TechStyle was a lot of fun and it was a great way to share our story (and our product) outside of the retail environment.  Never underestimate the power of social media!  We met a lot of fun and influential people that became huge fans of our company so they shouted us out all over the internet.  It is sometimes difficult to quantify the value of this media, but it certainly doesn’t hurt!

 - What role do live events play in your branding and marketing initiatives?

TechStyle is one of the first live events that we have done outside of the retail environment.  We have found that our product requires a face-to-face explanation, so we tend to demo the product a lot to help tell the story.  Live Events are the best way to tell our story.  While I love print, sometimes the uniqueness and specialness of our product gets lost.  When we are able to tell people what Koa is all about (clear, sugar free juice) in a one-on-one setting it is easier to tailor the conversation to each individual’s needs.

 - Do you use social media often to bring awareness to your brand? If so, how has it helped?
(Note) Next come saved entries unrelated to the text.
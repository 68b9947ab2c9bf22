// Tool locator - finds yt-dlp and ffmpeg, fetching ffmpeg on demand

use std::path::{Path, PathBuf};

use serde::{Deserialize, Serialize};
use tokio::sync::OnceCell;
use tracing::{info, warn};

use super::errors::DownloadError;
use super::utils::{first_line, run_output_with_timeout};

/// Static ffmpeg build fetched when nothing is installed (linux x64)
pub const DEFAULT_FFMPEG_URL: &str =
    "https://github.com/eugeneware/ffmpeg-static/releases/download/b6.0/ffmpeg-linux-x64";

const VERSION_TIMEOUT_SECS: u64 = 10;
const DOWNLOAD_TIMEOUT_SECS: u64 = 300;

#[derive(Debug, Clone, Copy, Serialize, Deserialize, PartialEq, Eq)]
#[serde(rename_all = "kebab-case")]
pub enum ToolType {
    YtDlp,
    Ffmpeg,
}

impl ToolType {
    pub fn as_str(&self) -> &'static str {
        match self {
            ToolType::YtDlp => "yt-dlp",
            ToolType::Ffmpeg => "ffmpeg",
        }
    }

    fn binary_name(&self) -> String {
        if cfg!(windows) {
            format!("{}.exe", self.as_str())
        } else {
            self.as_str().to_string()
        }
    }

    fn version_arg(&self) -> &'static str {
        match self {
            ToolType::YtDlp => "--version",
            ToolType::Ffmpeg => "-version",
        }
    }
}

/// Where a binary was found
#[derive(Debug, Clone, Copy, Serialize, Deserialize, PartialEq, Eq)]
#[serde(rename_all = "lowercase")]
pub enum ToolSource {
    Configured,
    Bundled,
    System,
    Path,
    Managed,
}

#[derive(Debug, Clone, Serialize, Deserialize)]
pub struct ToolInfo {
    pub name: String,
    pub tool_type: ToolType,
    pub version: Option<String>,
    pub path: Option<String>,
    pub source: Option<ToolSource>,
    pub is_available: bool,
}

/// Lookup settings, usually built from the CLI config
#[derive(Debug, Clone)]
pub struct ToolSettings {
    pub ytdlp_path: Option<PathBuf>,
    pub ffmpeg_path: Option<PathBuf>,
    /// None disables the just-in-time ffmpeg download
    pub ffmpeg_download_url: Option<String>,
    /// Holds the managed ffmpeg copy under `bin/`
    pub data_dir: PathBuf,
    /// Directories shipped next to the service (`./ffmpeg`, `./bin`)
    pub bundled_dirs: Vec<PathBuf>,
    /// Package-manager install locations
    pub system_dirs: Vec<PathBuf>,
    /// Also ask `which`
    pub search_path: bool,
}

impl Default for ToolSettings {
    fn default() -> Self {
        Self {
            ytdlp_path: None,
            ffmpeg_path: None,
            ffmpeg_download_url: Some(DEFAULT_FFMPEG_URL.to_string()),
            data_dir: default_data_dir(),
            bundled_dirs: vec![PathBuf::from("ffmpeg"), PathBuf::from("bin")],
            system_dirs: vec![
                PathBuf::from("/opt/homebrew/bin"),
                PathBuf::from("/usr/local/bin"),
                PathBuf::from("/usr/bin"),
            ],
            search_path: true,
        }
    }
}

pub fn default_data_dir() -> PathBuf {
    dirs::data_local_dir()
        .unwrap_or_else(std::env::temp_dir)
        .join("yt-download-service")
}

/// Resolves tool binaries once and remembers the answer
pub struct ToolLocator {
    settings: ToolSettings,
    ytdlp: OnceCell<PathBuf>,
    ffmpeg: OnceCell<PathBuf>,
}

impl ToolLocator {
    pub fn new(settings: ToolSettings) -> Self {
        Self {
            settings,
            ytdlp: OnceCell::new(),
            ffmpeg: OnceCell::new(),
        }
    }

    pub async fn locate_ytdlp(&self) -> Result<PathBuf, DownloadError> {
        self.ytdlp
            .get_or_try_init(|| async {
                let (path, source) = self.find_installed(ToolType::YtDlp).await?.ok_or_else(|| {
                    DownloadError::ToolNotFound(
                        "yt-dlp is not installed. Install it with `pip install yt-dlp` or set --ytdlp-path"
                            .to_string(),
                    )
                })?;
                info!("[tools] yt-dlp: {} ({:?})", path.display(), source);
                Ok::<PathBuf, DownloadError>(path)
            })
            .await
            .cloned()
    }

    /// Installed copy first; otherwise download one into the data dir
    pub async fn locate_ffmpeg(&self) -> Result<PathBuf, DownloadError> {
        self.ffmpeg
            .get_or_try_init(|| async {
                if let Some((path, source)) = self.find_installed(ToolType::Ffmpeg).await? {
                    info!("[tools] ffmpeg: {} ({:?})", path.display(), source);
                    return Ok(path);
                }

                let url = self.settings.ffmpeg_download_url.as_deref().ok_or_else(|| {
                    DownloadError::ToolNotFound(
                        "ffmpeg is not installed and automatic download is disabled".to_string(),
                    )
                })?;
                let dest = self.managed_path(ToolType::Ffmpeg);
                download_binary(url, &dest).await.map_err(|e| {
                    warn!("[tools] ffmpeg download failed: {}", e);
                    DownloadError::ToolNotFound(format!("ffmpeg could not be downloaded: {}", e))
                })?;
                info!("[tools] ffmpeg downloaded to {}", dest.display());
                Ok::<PathBuf, DownloadError>(dest)
            })
            .await
            .cloned()
    }

    /// Search every location except the network. A configured path that does
    /// not exist is an error rather than a reason to look elsewhere.
    pub async fn find_installed(
        &self,
        tool: ToolType,
    ) -> Result<Option<(PathBuf, ToolSource)>, DownloadError> {
        let configured = match tool {
            ToolType::YtDlp => self.settings.ytdlp_path.as_ref(),
            ToolType::Ffmpeg => self.settings.ffmpeg_path.as_ref(),
        };
        if let Some(path) = configured {
            if path.is_file() {
                return Ok(Some((path.clone(), ToolSource::Configured)));
            }
            return Err(DownloadError::ToolNotFound(format!(
                "{} not found at configured path {}",
                tool.as_str(),
                path.display()
            )));
        }

        let binary = tool.binary_name();

        // 1. Shipped next to the service
        for dir in &self.settings.bundled_dirs {
            let candidate = dir.join(&binary);
            if candidate.is_file() {
                return Ok(Some((candidate, ToolSource::Bundled)));
            }
        }

        // 2. Common install paths
        for dir in &self.settings.system_dirs {
            let candidate = dir.join(&binary);
            if candidate.is_file() {
                return Ok(Some((candidate, ToolSource::System)));
            }
        }

        // 3. PATH
        if self.settings.search_path {
            if let Some(path) = which(&binary).await {
                return Ok(Some((path, ToolSource::Path)));
            }
        }

        // 4. Copy fetched by an earlier run
        let managed = self.managed_path(tool);
        if managed.is_file() {
            return Ok(Some((managed, ToolSource::Managed)));
        }

        Ok(None)
    }

    fn managed_path(&self, tool: ToolType) -> PathBuf {
        self.settings.data_dir.join("bin").join(tool.binary_name())
    }

    /// Status of both tools without downloading anything
    pub async fn tool_info(&self) -> Vec<ToolInfo> {
        let mut tools = Vec::new();
        for tool in [ToolType::YtDlp, ToolType::Ffmpeg] {
            let found = match self.find_installed(tool).await {
                Ok(found) => found,
                Err(e) => {
                    warn!("[tools] {}", e);
                    None
                }
            };
            let version = match &found {
                Some((path, _)) => get_version(path, tool).await,
                None => None,
            };
            tools.push(ToolInfo {
                name: tool.as_str().to_string(),
                tool_type: tool,
                version,
                path: found.as_ref().map(|(p, _)| p.display().to_string()),
                source: found.as_ref().map(|(_, s)| *s),
                is_available: found.is_some(),
            });
        }
        tools
    }
}

async fn which(binary: &str) -> Option<PathBuf> {
    let finder = if cfg!(windows) { "where" } else { "which" };
    let output = run_output_with_timeout(Path::new(finder), vec![binary.to_string()], VERSION_TIMEOUT_SECS)
        .await
        .ok()?;
    if !output.status.success() {
        return None;
    }
    first_line(&output.stdout).map(PathBuf::from)
}

async fn get_version(path: &Path, tool: ToolType) -> Option<String> {
    let output = run_output_with_timeout(path, vec![tool.version_arg().to_string()], VERSION_TIMEOUT_SECS)
        .await
        .ok()?;
    if !output.status.success() {
        return None;
    }
    let line = first_line(&output.stdout)?;
    // "ffmpeg version 6.0-static https://..." -> "6.0-static"
    match line.strip_prefix("ffmpeg version ") {
        Some(rest) => rest.split_whitespace().next().map(str::to_string),
        None => Some(line),
    }
}

/// Fetch a binary to `dest` and mark it executable
async fn download_binary(url: &str, dest: &Path) -> Result<(), DownloadError> {
    info!("[tools] Downloading {}", url);
    let client = reqwest::Client::builder()
        .timeout(std::time::Duration::from_secs(DOWNLOAD_TIMEOUT_SECS))
        .build()?;
    let bytes = client.get(url).send().await?.error_for_status()?.bytes().await?;
    if bytes.is_empty() {
        return Err(DownloadError::EmptyOutput(dest.to_path_buf()));
    }

    if let Some(parent) = dest.parent() {
        tokio::fs::create_dir_all(parent).await?;
    }
    // Write beside the target so a half-written file is never picked up
    let partial = dest.with_extension("part");
    tokio::fs::write(&partial, &bytes).await?;

    #[cfg(unix)]
    {
        use std::os::unix::fs::PermissionsExt;
        tokio::fs::set_permissions(&partial, std::fs::Permissions::from_mode(0o755)).await?;
    }

    tokio::fs::rename(&partial, dest).await?;
    Ok(())
}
Yes, we use social media a lot. I think that it is one of the fastest and most direct way of talking with our fans and letting people know what is going on with our company. I haven’t really seen a direct relationship between our efforts and sales of the product, but that doesn’t mean it isn’t working.  I have people stop me all of the time and say, “Hey, I heard you were in XYZ store” or “I saw that you are now selling product in my home town”.  These types of comments let me know that people notice what we are doing and you just never know how that might impact us.  We’ve actually had a few meetings with distribution companies based on our efforts on social media, so we keep it up!

- Finally, what is your favorite app?

Does liking Facebook make me too old school? I’m not as into all of the picture apps out on social media but I also realize that I’m the minority on this one.  Call my old fashioned, but I actually like to read about what my friends and acquaintances are doing rather than just see what seems to be selfies galore.